[Date Prev][Date Next]   [Thread Prev][Thread Next]   [Thread Index] [Date Index] [Author Index]

Re: OpenShift 3.6 on AWS creating EBS volumes in wrong region



Is the volume at least attached to the node where you were expecting?

Can you post following:

1. oc get pvc <pvc_name> -o json
2. oc get pv <pv> -o json
3. oc get pod <pod> -o json
4. oc describe pod <pod>
6. output of lsblk and /proc/self/mountinfo on node where volume was supposed to get attached and mounted.
7. Both kubelet and controller-manager logs. Controller-manager logs are important in to debug - why volume did not attach in time.

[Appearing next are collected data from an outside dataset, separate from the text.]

//! Maps verified [`ProofMetrics`] to a non-negative integer `psi` in
//! micro-nats, applies `alpha`, and enforces the per-proof / per-type /
//! global caps plus the diversity (escort) rule.
//!
//! Every quantity here shares the integer scale produced by
//! `animica_crypto::ln_fp`/`pow_fp` (a plain `u64` `v` represents the real
//! number `v / FP_SCALE`); `beta[T]` is a dimensionless multiplier applied
//! directly, not itself fixed-point scaled, matching `spec.md`'s worked
//! examples (`beta_hash = 10`, not `10 * FP_SCALE`).

use crate::domain::error::{ConsensusError, ConsensusResult};
use crate::domain::policy::Policy;
use crate::domain::proof::{ProofEnvelope, ProofKind, ProofMetrics};
use animica_crypto::{ln_fp, mul_fp, pow_fp, FP_SCALE};
use animica_types::Nullifier;
use std::collections::{BTreeMap, BTreeSet};

/// One proof's contribution after every cap has been applied.
#[derive(Debug, Clone)]
pub struct ScoredProof {
    pub kind: ProofKind,
    pub nullifier: Nullifier,
    pub psi_raw: u64,
    pub psi_taken: u64,
}

/// The full accounting for a block's evidence score, returned to the
/// caller of `score_block` regardless of whether the block is ultimately
/// accepted.
#[derive(Debug, Clone, Default)]
pub struct ScoreBreakdown {
    pub psi_total: u64,
    pub per_type: BTreeMap<ProofKind, u64>,
    pub per_proof: Vec<ScoredProof>,
    pub contributing_types: BTreeSet<ProofKind>,
}

pub struct Scorer<'a> {
    policy: &'a Policy,
}

impl<'a> Scorer<'a> {
    pub fn new(policy: &'a Policy) -> Self {
        Self { policy }
    }

    /// Pre-cap, pre-alpha raw score for a single proof's metrics.
    fn psi_raw(&self, metrics: &ProofMetrics) -> ConsensusResult<u64> {
        let kind = metrics.kind();
        let params = self.policy.types.get(&kind).ok_or_else(|| {
            ConsensusError::MalformedBody(format!("policy has no type params for {kind:?}"))
        })?;
        let beta = params.beta;

        let raw = match metrics {
            ProofMetrics::Hash(m) => {
                // d_ratio >= FP_SCALE (i.e. >= 1) is a verifier invariant;
                // ln_fp is therefore never negative here.
                let ln_d = ln_fp(m.d_ratio_fp.max(FP_SCALE)).max(0) as u64;
                beta.saturating_mul(ln_d)
            }
            ProofMetrics::Ai(m) => {
                let g = self.policy.g_traps.eval(m.traps_ratio_fp);
                let r = self.policy.r_redundancy.eval(m.redundancy.saturating_mul(FP_SCALE));
                let base = beta.saturating_mul(m.ai_units);
                let scaled = mul_fp(base, m.qos_fp);
                let scaled = mul_fp(scaled, g);
                mul_fp(scaled, r)
            }
            ProofMetrics::Qpu(m) => {
                let g = self.policy.g_traps.eval(m.traps_ratio_fp);
                let base = beta.saturating_mul(m.quantum_units);
                let scaled = mul_fp(base, m.qos_fp);
                mul_fp(scaled, g)
            }
            ProofMetrics::Stor(m) => {
                let sealed_bytes_fp = (m.sealed_bytes as u128 * FP_SCALE as u128)
                    .min(u64::MAX as u128) as u64;
                let curve = pow_fp(sealed_bytes_fp.max(1), self.policy.storage_sigma_fp);
                let base = beta.saturating_mul(curve);
                let scaled = mul_fp(base, m.uptime_qos_fp);
                let bonus_multiplier = if m.retrieval_bonus {
                    FP_SCALE.saturating_add(self.policy.storage_retrieval_delta_fp)
                } else {
                    FP_SCALE
                };
                mul_fp(scaled, bonus_multiplier)
            }
            ProofMetrics::Vdf(m) => beta.saturating_mul(m.t_seconds),
        };

        Ok(raw)
    }

    /// Score a verified, nullifier-checked proof set.
    ///
    /// `proofs` must already be verified (one [`ProofMetrics`] per
    /// envelope); this function sorts them into the mandatory
    /// `(type_id, nullifier)` order itself, so callers may pass them in
    /// whatever order they were verified (e.g. out of a parallel worker
    /// pool).
    pub fn score(
        &self,
        proofs: &[(ProofEnvelope, ProofMetrics)],
    ) -> ConsensusResult<ScoreBreakdown> {
        let mut ordered: Vec<&(ProofEnvelope, ProofMetrics)> = proofs.iter().collect();
        ordered.sort_by(|(a, _), (b, _)| {
            a.type_id.cmp(&b.type_id).then_with(|| a.nullifier.0.cmp(&b.nullifier.0))
        });

        let mut breakdown = ScoreBreakdown::default();

        for (envelope, metrics) in ordered {
            let kind = metrics.kind();
            let params = self.policy.types.get(&kind).ok_or_else(|| {
                ConsensusError::MalformedBody(format!("policy has no type params for {kind:?}"))
            })?;

            let psi_raw = self.psi_raw(metrics)?;
            let psi_adj = mul_fp(psi_raw, params.alpha_fp);
            let proof_capped = psi_adj.min(params.gamma_proof);

            let type_sum_so_far = *breakdown.per_type.get(&kind).unwrap_or(&0);
            let type_budget = params.gamma_type.saturating_sub(type_sum_so_far);
            let type_take = proof_capped.min(type_budget);

            let global_budget = self.policy.gamma_total.saturating_sub(breakdown.psi_total);
            let final_take = type_take.min(global_budget);

            *breakdown.per_type.entry(kind).or_insert(0) += final_take;
            breakdown.psi_total += final_take;
            if final_take > 0 {
                breakdown.contributing_types.insert(kind);
            }
            breakdown.per_proof.push(ScoredProof {
                kind,
                nullifier: envelope.nullifier,
                psi_raw,
                psi_taken: final_take,
            });
        }

        let escort_threshold = mul_fp(self.policy.gamma_total, self.policy.tau_escort_fp);
        if breakdown.psi_total > escort_threshold
            && breakdown.contributing_types.len() < self.policy.q_escort
        {
            return Err(ConsensusError::EscortViolation {
                psi: breakdown.psi_total,
                distinct_types: breakdown.contributing_types.len(),
                required: self.policy.q_escort,
            });
        }

        Ok(breakdown)
    }
}

#[cfg(test)]
mod tests {
    use super::*;
    use crate::domain::policy::fixtures::test_policy;
    use crate::domain::proof::{HashMetrics, VdfMetrics};
    use animica_types::Nullifier;

    fn envelope(kind: ProofKind, nullifier_byte: u8) -> ProofEnvelope {
        ProofEnvelope {
            type_id: kind.type_id(),
            body_cbor: vec![],
            nullifier: Nullifier([nullifier_byte; 32]),
        }
    }

    #[test]
    fn no_proofs_yields_zero_psi() {
        let policy = test_policy();
        let scorer = Scorer::new(&policy);
        let breakdown = scorer.score(&[]).unwrap();
        assert_eq!(breakdown.psi_total, 0);
        assert!(breakdown.contributing_types.is_empty());
    }

    #[test]
    fn d_ratio_of_one_contributes_zero() {
        let policy = test_policy();
        let scorer = Scorer::new(&policy);
        let metrics = ProofMetrics::Hash(HashMetrics { d_ratio_fp: FP_SCALE });
        let proofs = vec![(envelope(ProofKind::Hash, 1), metrics)];
        let breakdown = scorer.score(&proofs).unwrap();
        assert_eq!(breakdown.psi_total, 0);
    }

    #[test]
    fn per_proof_cap_is_enforced() {
        let mut policy = test_policy();
        policy.types.get_mut(&ProofKind::Vdf).unwrap().gamma_proof = 3;
        policy.types.get_mut(&ProofKind::Vdf).unwrap().gamma_type = 100;
        policy.gamma_total = 100;
        let scorer = Scorer::new(&policy);

        let metrics = ProofMetrics::Vdf(VdfMetrics { t_seconds: 1000 });
        let proofs = vec![(envelope(ProofKind::Vdf, 1), metrics)];
        let breakdown = scorer.score(&proofs).unwrap();
        assert_eq!(breakdown.psi_total, 3);
    }

    #[test]
    fn per_type_cap_is_enforced_across_multiple_proofs() {
        let mut policy = test_policy();
        policy.types.get_mut(&ProofKind::Vdf).unwrap().gamma_proof = 100;
        policy.types.get_mut(&ProofKind::Vdf).unwrap().gamma_type = 5;
        policy.gamma_total = 100;
        let scorer = Scorer::new(&policy);

        let metrics = |t| ProofMetrics::Vdf(VdfMetrics { t_seconds: t });
        let proofs = vec![
            (envelope(ProofKind::Vdf, 1), metrics(3)),
            (envelope(ProofKind::Vdf, 2), metrics(3)),
        ];
        let breakdown = scorer.score(&proofs).unwrap();
        assert_eq!(breakdown.psi_total, 5);
        assert_eq!(*breakdown.per_type.get(&ProofKind::Vdf).unwrap(), 5);
    }

    #[test]
    fn global_cap_saturates_the_last_proof_taken() {
        let mut policy = test_policy();
        for params in policy.types.values_mut() {
            params.gamma_proof = 100;
            params.gamma_type = 100;
        }
        policy.gamma_total = 4;
        let scorer = Scorer::new(&policy);

        let metrics = |t| ProofMetrics::Vdf(VdfMetrics { t_seconds: t });
        let proofs = vec![
            (envelope(ProofKind::Vdf, 1), metrics(3)),
            (envelope(ProofKind::Vdf, 2), metrics(3)),
        ];
        let breakdown = scorer.score(&proofs).unwrap();
        assert_eq!(breakdown.psi_total, 4);
    }

    #[test]
    fn escort_violation_rejects_the_whole_block() {
        let mut policy = test_policy();
        for params in policy.types.values_mut() {
            params.gamma_proof = 100;
            params.gamma_type = 100;
        }
        policy.gamma_total = 10;
        policy.tau_escort_fp = FP_SCALE / 2; // threshold 5
        policy.q_escort = 3;
        let scorer = Scorer::new(&policy);

        let metrics = |t| ProofMetrics::Vdf(VdfMetrics { t_seconds: t });
        let proofs = vec![(envelope(ProofKind::Vdf, 1), metrics(8))];
        let err = scorer.score(&proofs).unwrap_err();
        assert!(matches!(err, ConsensusError::EscortViolation { .. }));
    }

    #[test]
    fn enough_distinct_types_avoids_escort_violation() {
        let mut policy = test_policy();
        for params in policy.types.values_mut() {
            params.gamma_proof = 100;
            params.gamma_type = 100;
        }
        policy.gamma_total = 10;
        policy.tau_escort_fp = FP_SCALE / 2; // threshold 5
        policy.q_escort = 3;
        let scorer = Scorer::new(&policy);

        let proofs = vec![
            (envelope(ProofKind::Vdf, 1), ProofMetrics::Vdf(VdfMetrics { t_seconds: 3 })),
            (
                envelope(ProofKind::Hash, 2),
                ProofMetrics::Hash(HashMetrics { d_ratio_fp: 2 * FP_SCALE }),
            ),
            (
                envelope(ProofKind::Qpu, 3),
                ProofMetrics::Qpu(crate::domain::proof::QpuMetrics {
                    quantum_units: 3,
                    qos_fp: FP_SCALE,
                    traps_ratio_fp: FP_SCALE,
                }),
            ),
        ];
        let breakdown = scorer.score(&proofs).unwrap();
        assert!(breakdown.contributing_types.len() >= 3);
    }

    #[test]
    fn monotonicity_adding_a_proof_never_decreases_psi() {
        let mut policy = test_policy();
        for params in policy.types.values_mut() {
            params.gamma_proof = 100;
            params.gamma_type = 100;
        }
        policy.gamma_total = 1000;
        let scorer = Scorer::new(&policy);

        let base = vec![(
            envelope(ProofKind::Vdf, 1),
            ProofMetrics::Vdf(VdfMetrics { t_seconds: 5 }),
        )];
        let with_extra = {
            let mut v = base.clone();
            v.push((envelope(ProofKind::Vdf, 2), ProofMetrics::Vdf(VdfMetrics { t_seconds: 7 })));
            v
        };

        let psi_base = scorer.score(&base).unwrap().psi_total;
        let psi_extra = scorer.score(&with_extra).unwrap().psi_total;
        assert!(psi_extra >= psi_base);
    }
}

You find controller-manager's log via journacl -u atomic-openshift-master-controller-manager (or whatever is the name of controller-manager systemd unit)


You can send them to me personally - if you would rather not post sensitive information to public mailing list.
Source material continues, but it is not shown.